Celanese earnings drop in second quarter
Chemical

Celanese earnings drop in second quarter

Acetyl and materials segment impacted the most during the quarter.

  • By ICN Bureau | July 30, 2020
Celanese Corporation reported second quarter GAAP diluted earnings per share of $0.93 and adjusted earnings per share of $1.30 on net sales of $1.2 billion. Net sales of second quarter last year was $1.6 billion. 
 
However the company exceeded expectations in mitigating the effects of COVID-19 and limited its impact on second quarter earnings to less than the previously forecasted range. These results were due to the resiliency of Acetyl Chain, the strength of Engineered Materials' commercial model and the continued stability in Acetate Tow. 
 
The company generated steady operating cash flow of $379 million and free cash flow of $283 million for the second quarter. The consistent strong cash generation, resulting from the focused efforts around productivity, fixed cost management and pricing discipline, continues to strengthen the Company's balance sheet and add capacity to pursue future growth. 
 
"The focus and dedication of our employees, despite the challenges of COVID-19, enabled the company to surpass our guidance for the quarter. The decisive actions taken by our global team to fully maximize the core strengths of the company has helped to offset the severe demand deterioration, particularly in the Western Hemisphere.
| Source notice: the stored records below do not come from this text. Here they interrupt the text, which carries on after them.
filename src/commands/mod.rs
pub mod scan;
use anyhow::{Context, Result};
use chrono::{DateTime, Local, SecondsFormat, TimeZone, Utc};
use std::io::{self, Write};
use std::path::Path;
use std::time::{SystemTime, UNIX_EPOCH};

use crate::analyzer::{age_seconds, is_stale};
use crate::models::{OutputFormat, ScanConfig, StaleFile};

// ctime(3) layout, e.g. "Wed Jun 30 21:49:08 1993"
const CTIME_FORMAT: &str = "%a %b %e %H:%M:%S %Y";

pub fn ctime_string<Tz: TimeZone>(dt: &DateTime<Tz>) -> String
where
    Tz::Offset: std::fmt::Display,
{
    dt.format(CTIME_FORMAT).to_string()
}

/// Local time in ctime layout, without the trailing newline.
pub fn format_ctime(t: SystemTime) -> String {
    ctime_string(&DateTime::<Local>::from(t))
}

pub fn format_rfc3339(t: SystemTime) -> String {
    if t >= UNIX_EPOCH {
        humantime::format_rfc3339_seconds(t).to_string()
    } else {
        // humantime only handles post-epoch instants
        DateTime::<Utc>::from(t).to_rfc3339_opts(SecondsFormat::Secs, true)
    }
}

pub fn plain_line(path: &Path, accessed: SystemTime) -> String {
    format!("{} \t {}\n", path.display(), format_ctime(accessed))
}

pub fn json_line(path: &Path, accessed: SystemTime, age_secs: i64) -> Result<String> {
    let record = StaleFile {
        path: path.to_string_lossy().into_owned(),
        accessed: format_rfc3339(accessed),
        age_secs,
    };
    let mut line = serde_json::to_string(&record).context("Failed to serialize output record")?;
    line.push('\n');
    Ok(line)
}

/// True when the reader of our output has gone away, e.g. `rummage -d 0 / | head`.
pub fn is_broken_pipe(err: &anyhow::Error) -> bool {
    err.chain().any(|cause| {
        cause
            .downcast_ref::<io::Error>()
            .is_some_and(|e| e.kind() == io::ErrorKind::BrokenPipe)
    })
}

/// Decides whether a visited file is old enough and, if so, writes its line.
pub struct Reporter<'a, W: Write> {
    out: W,
    config: &'a ScanConfig,
}

impl<'a, W: Write> Reporter<'a, W> {
    pub fn new(out: W, config: &'a ScanConfig) -> Self {
        Self { out, config }
    }

    /// Returns true when a line was written for `path`.
    pub fn report(&mut self, path: &Path, accessed: SystemTime) -> Result<bool> {
        if !is_stale(self.config.reference, accessed, self.config.threshold) {
            log::trace!("{} is recent enough, skipped", path.display());
            return Ok(false);
        }

        let line = match self.config.format {
            OutputFormat::Plain => plain_line(path, accessed),
            OutputFormat::Json => {
                json_line(path, accessed, age_seconds(self.config.reference, accessed))?
            }
        };
        self.out
            .write_all(line.as_bytes())
            .with_context(|| format!("Failed to write result for {}", path.display()))?;
        Ok(true)
    }

    pub fn flush(&mut self) -> Result<()> {
        self.out.flush().context("Failed to flush output")
    }

    pub fn into_inner(self) -> W {
        self.out
    }
}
Even in these difficult times, the resolve and commitment of our employees is a testament to the Celanese spirit of action and collaboration. We continue to be purposeful in the steps we are taking today to prepare us for recovery and growth in the future," said Lori Ryerkerk, chairman and chief executive officer.
 
Second Quarter 2020 Business Segment Overview:
 
Engineered Materials (EM)
Engineered Materials generated second quarter net sales of $420 million, reflecting stable pricing performance despite the sequential volume decline of 25 percent. The volume decline is largely attributed to the sequential global automotive demand decline of approximately 50 percent and significantly weaker demand across consumer appliances and industrial applications. Unlike previous economic downturns, this past quarter was marked by the impact of COVID-19 restrictions which effectively halted auto production for over two months across the vast majority of plants in the Western Hemisphere. The continued deferral of elective medical procedures in many locations due to COVID-19 resulted in medical volumes below our expectations in the quarter. The business was able to successfully maintain global pricing levels and slightly improve margins over raw materials costs. The EM business generated a GAAP operating loss of $13 million and adjusted EBIT of $40 million. GAAP operating loss and adjusted EBIT were impacted by approximately $40 million in incremental turnaround and inventory related costs, mainly associated with the completed turnaround at Bishop. The $27 million sequential decline of affiliate earnings was mainly attributed to the weaker performance of Ibn Sina amidst historically low oil prices.
 
Acetyl Chain
Acetyl Chain recorded net sales of $662 million in the second quarter, resulting from the sequential decline in pricing and volume of 11 percent and 6 percent, respectively. The continued deflationary environment for raw materials, including sharp declines in methanol and ethylene, added further pressure to the deterioration of industry pricing. Acetyl Chain generated GAAP operating profit of $121 million and adjusted EBIT of $116 million. The commercial actions taken by the team resulted in operating profit margin of 18.3 percent and adjusted EBIT margin of 17.5 percent which were higher margins than the prior quarter. Acetyl Chain continued to demonstrate its flexible, customer focused business model and purposefully flexed its product and regional optionality to drive operating profit margin improvement of 140 basis points. Based upon customer demand recovery in China, Acetyl Chain directed more sequential volume of VAM, emulsions and certain acid derivatives to China and utilized its low cost manufacturing footprint to service customers across a wide range of applications around the globe.
 
Acetate Tow
Acetate Tow reported GAAP operating profit of $31 million and adjusted EBIT of $64 million in the second quarter, with operating profit margin of 24.4 percent and adjusted EBIT margin of 50.4 percent. The business provides us with stable earnings as the underlying demand for tow products remains unaffected by the global pandemic. Dividends from affiliates were $32 million in the second quarter, lower sequentially due to the timing of dividend payments.
 
"We have started to see demand recovery with the early third quarter order book at improved levels compared to the second quarter. We anticipate a modest sequential improvement in earnings next quarter with Engineered Materials leading the way with expected solid recovery in the automotive end market. We expect to see relatively consistent results in the Acetyl Chain with a modest volume recovery offsetting incremental energy and turnaround costs." said the CEO on future outlook for the remaining year.